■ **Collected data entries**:
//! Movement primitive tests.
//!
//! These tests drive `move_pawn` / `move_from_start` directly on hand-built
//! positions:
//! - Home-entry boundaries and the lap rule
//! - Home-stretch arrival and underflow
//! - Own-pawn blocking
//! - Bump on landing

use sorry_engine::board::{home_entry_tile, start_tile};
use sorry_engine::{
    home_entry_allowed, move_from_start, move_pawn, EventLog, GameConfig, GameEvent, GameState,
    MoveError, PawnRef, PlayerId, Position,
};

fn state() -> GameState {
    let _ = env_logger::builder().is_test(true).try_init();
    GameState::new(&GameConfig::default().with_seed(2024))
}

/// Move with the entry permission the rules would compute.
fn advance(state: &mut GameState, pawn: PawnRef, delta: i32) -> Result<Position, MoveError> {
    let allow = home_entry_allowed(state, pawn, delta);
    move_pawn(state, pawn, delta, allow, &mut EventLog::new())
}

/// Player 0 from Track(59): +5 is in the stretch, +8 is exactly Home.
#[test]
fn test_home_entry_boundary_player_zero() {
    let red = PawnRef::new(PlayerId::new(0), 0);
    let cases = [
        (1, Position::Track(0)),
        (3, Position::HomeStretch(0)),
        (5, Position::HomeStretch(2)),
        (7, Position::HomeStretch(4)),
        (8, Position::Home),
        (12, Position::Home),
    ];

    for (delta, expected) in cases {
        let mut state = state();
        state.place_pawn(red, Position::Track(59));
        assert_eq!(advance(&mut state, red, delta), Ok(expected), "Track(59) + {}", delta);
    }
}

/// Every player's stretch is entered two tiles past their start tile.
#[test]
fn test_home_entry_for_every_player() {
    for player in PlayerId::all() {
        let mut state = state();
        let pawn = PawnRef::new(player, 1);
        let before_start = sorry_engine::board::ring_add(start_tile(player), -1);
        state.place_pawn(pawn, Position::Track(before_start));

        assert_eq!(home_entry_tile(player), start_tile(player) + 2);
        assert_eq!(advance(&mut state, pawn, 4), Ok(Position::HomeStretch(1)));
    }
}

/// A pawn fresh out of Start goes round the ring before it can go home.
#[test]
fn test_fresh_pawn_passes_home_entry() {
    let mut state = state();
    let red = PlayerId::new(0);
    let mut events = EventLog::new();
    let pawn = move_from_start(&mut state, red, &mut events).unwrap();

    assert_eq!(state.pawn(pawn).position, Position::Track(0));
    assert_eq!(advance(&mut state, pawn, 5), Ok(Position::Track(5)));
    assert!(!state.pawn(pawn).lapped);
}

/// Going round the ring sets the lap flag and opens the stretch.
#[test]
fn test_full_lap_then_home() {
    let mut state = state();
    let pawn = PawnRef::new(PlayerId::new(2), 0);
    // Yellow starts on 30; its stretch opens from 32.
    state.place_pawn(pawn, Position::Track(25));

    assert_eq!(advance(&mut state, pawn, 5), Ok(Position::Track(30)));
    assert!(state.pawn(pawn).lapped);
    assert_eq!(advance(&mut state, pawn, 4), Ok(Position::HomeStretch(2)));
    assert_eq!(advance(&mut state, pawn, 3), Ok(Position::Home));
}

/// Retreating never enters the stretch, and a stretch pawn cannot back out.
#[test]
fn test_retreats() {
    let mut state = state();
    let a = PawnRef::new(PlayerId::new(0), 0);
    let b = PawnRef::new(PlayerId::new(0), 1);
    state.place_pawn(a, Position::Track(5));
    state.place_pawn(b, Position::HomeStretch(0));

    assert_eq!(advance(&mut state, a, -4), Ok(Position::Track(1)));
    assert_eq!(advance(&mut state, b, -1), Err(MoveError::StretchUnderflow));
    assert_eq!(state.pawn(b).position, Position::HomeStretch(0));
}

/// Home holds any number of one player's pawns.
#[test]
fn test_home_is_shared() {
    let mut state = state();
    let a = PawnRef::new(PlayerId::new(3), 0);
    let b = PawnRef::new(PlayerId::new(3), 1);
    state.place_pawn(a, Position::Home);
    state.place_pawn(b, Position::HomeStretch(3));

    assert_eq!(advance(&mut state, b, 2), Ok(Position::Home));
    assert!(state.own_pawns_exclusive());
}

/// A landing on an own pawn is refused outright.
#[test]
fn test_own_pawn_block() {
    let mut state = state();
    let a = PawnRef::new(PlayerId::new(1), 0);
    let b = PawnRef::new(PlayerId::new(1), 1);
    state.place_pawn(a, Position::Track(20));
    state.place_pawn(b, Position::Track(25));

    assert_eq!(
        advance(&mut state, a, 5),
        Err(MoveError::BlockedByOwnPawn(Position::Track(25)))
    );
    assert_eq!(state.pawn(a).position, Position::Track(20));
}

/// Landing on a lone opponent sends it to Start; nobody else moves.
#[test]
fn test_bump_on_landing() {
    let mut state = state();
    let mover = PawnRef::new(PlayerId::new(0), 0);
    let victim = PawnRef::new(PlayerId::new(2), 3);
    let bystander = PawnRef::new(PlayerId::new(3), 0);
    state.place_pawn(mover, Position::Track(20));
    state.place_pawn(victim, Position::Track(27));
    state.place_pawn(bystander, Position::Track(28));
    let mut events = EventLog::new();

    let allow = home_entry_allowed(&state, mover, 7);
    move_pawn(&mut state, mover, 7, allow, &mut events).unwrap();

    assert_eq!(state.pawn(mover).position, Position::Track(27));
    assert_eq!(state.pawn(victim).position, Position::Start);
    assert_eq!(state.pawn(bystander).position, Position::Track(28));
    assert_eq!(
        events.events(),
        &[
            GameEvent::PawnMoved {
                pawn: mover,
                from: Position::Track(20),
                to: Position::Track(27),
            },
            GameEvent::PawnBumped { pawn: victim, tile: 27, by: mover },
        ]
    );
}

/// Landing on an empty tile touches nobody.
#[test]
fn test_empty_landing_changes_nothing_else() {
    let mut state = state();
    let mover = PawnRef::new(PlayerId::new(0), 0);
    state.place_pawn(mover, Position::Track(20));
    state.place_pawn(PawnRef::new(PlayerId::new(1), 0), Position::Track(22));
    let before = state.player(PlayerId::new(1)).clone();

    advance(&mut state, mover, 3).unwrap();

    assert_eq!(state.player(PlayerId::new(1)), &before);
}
---
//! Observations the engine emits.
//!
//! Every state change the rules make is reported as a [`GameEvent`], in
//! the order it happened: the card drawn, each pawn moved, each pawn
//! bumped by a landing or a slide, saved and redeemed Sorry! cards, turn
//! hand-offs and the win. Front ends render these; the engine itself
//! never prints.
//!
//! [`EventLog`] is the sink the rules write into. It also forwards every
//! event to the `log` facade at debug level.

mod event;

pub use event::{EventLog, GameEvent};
--
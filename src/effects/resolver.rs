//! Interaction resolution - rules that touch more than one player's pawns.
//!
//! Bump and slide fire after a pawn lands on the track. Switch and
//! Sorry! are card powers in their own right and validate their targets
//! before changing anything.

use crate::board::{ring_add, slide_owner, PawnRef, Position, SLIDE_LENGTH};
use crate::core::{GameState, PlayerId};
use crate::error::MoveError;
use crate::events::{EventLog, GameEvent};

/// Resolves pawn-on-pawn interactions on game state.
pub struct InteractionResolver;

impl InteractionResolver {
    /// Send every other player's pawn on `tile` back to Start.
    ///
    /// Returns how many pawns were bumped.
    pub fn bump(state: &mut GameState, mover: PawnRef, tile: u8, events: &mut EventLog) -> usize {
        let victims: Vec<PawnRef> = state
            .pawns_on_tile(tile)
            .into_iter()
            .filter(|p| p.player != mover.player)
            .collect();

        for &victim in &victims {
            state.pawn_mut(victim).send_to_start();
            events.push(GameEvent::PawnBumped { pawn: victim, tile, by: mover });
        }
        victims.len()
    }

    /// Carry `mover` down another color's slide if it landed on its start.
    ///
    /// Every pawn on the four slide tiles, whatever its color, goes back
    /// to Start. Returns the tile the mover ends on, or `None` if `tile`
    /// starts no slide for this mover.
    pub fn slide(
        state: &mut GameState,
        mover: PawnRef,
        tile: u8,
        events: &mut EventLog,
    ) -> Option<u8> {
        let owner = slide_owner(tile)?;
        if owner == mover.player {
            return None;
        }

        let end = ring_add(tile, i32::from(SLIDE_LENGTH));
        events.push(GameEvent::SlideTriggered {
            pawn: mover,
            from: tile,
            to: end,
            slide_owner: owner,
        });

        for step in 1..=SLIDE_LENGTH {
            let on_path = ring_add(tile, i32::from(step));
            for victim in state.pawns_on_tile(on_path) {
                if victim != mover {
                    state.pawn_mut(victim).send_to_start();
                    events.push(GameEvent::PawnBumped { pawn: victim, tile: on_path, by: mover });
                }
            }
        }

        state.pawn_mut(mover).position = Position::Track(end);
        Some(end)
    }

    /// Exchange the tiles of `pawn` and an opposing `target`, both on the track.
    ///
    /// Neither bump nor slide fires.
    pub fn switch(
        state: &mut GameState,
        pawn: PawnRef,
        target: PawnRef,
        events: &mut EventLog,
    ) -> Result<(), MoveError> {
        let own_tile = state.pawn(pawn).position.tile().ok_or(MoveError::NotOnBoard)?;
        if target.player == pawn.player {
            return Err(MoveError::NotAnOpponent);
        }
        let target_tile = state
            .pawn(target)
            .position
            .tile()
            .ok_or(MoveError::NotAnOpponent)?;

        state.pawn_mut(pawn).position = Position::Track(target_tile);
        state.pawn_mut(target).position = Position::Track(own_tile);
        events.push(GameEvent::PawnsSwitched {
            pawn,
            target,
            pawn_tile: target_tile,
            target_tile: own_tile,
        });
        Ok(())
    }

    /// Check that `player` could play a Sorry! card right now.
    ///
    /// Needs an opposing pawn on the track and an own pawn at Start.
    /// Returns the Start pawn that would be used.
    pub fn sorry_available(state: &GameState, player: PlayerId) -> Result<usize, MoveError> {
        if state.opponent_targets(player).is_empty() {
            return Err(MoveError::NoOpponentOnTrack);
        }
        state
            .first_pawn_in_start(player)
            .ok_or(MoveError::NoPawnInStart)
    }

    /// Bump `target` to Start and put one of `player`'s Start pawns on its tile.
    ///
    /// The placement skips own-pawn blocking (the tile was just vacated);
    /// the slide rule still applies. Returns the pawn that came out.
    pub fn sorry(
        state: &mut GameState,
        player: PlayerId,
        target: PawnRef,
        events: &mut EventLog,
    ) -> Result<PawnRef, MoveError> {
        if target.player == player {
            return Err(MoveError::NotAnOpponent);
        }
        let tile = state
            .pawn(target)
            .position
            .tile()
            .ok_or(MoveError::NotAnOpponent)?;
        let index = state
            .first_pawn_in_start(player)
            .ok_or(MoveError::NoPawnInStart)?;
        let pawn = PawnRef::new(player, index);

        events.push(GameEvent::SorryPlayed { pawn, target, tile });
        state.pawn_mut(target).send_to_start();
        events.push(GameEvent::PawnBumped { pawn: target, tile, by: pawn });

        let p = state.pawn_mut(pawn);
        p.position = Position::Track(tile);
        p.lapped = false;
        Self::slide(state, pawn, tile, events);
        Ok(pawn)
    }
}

■ **Your objective**:
Working from the data above, extract solely the lines from the one containing "Movement primitive tests." through the one containing "rules would compute.", exactly as they appear, both included.

■ **Reply**:
//! Movement primitive tests.
//!
//! These tests drive `move_pawn` / `move_from_start` directly on hand-built
//! positions:
//! - Home-entry boundaries and the lap rule
//! - Home-stretch arrival and underflow
//! - Own-pawn blocking
//! - Bump on landing

use sorry_engine::board::{home_entry_tile, start_tile};
use sorry_engine::{
    home_entry_allowed, move_from_start, move_pawn, EventLog, GameConfig, GameEvent, GameState,
    MoveError, PawnRef, PlayerId, Position,
};

fn state() -> GameState {
    let _ = env_logger::builder().is_test(true).try_init();
    GameState::new(&GameConfig::default().with_seed(2024))
}

/// Move with the entry permission the rules would compute.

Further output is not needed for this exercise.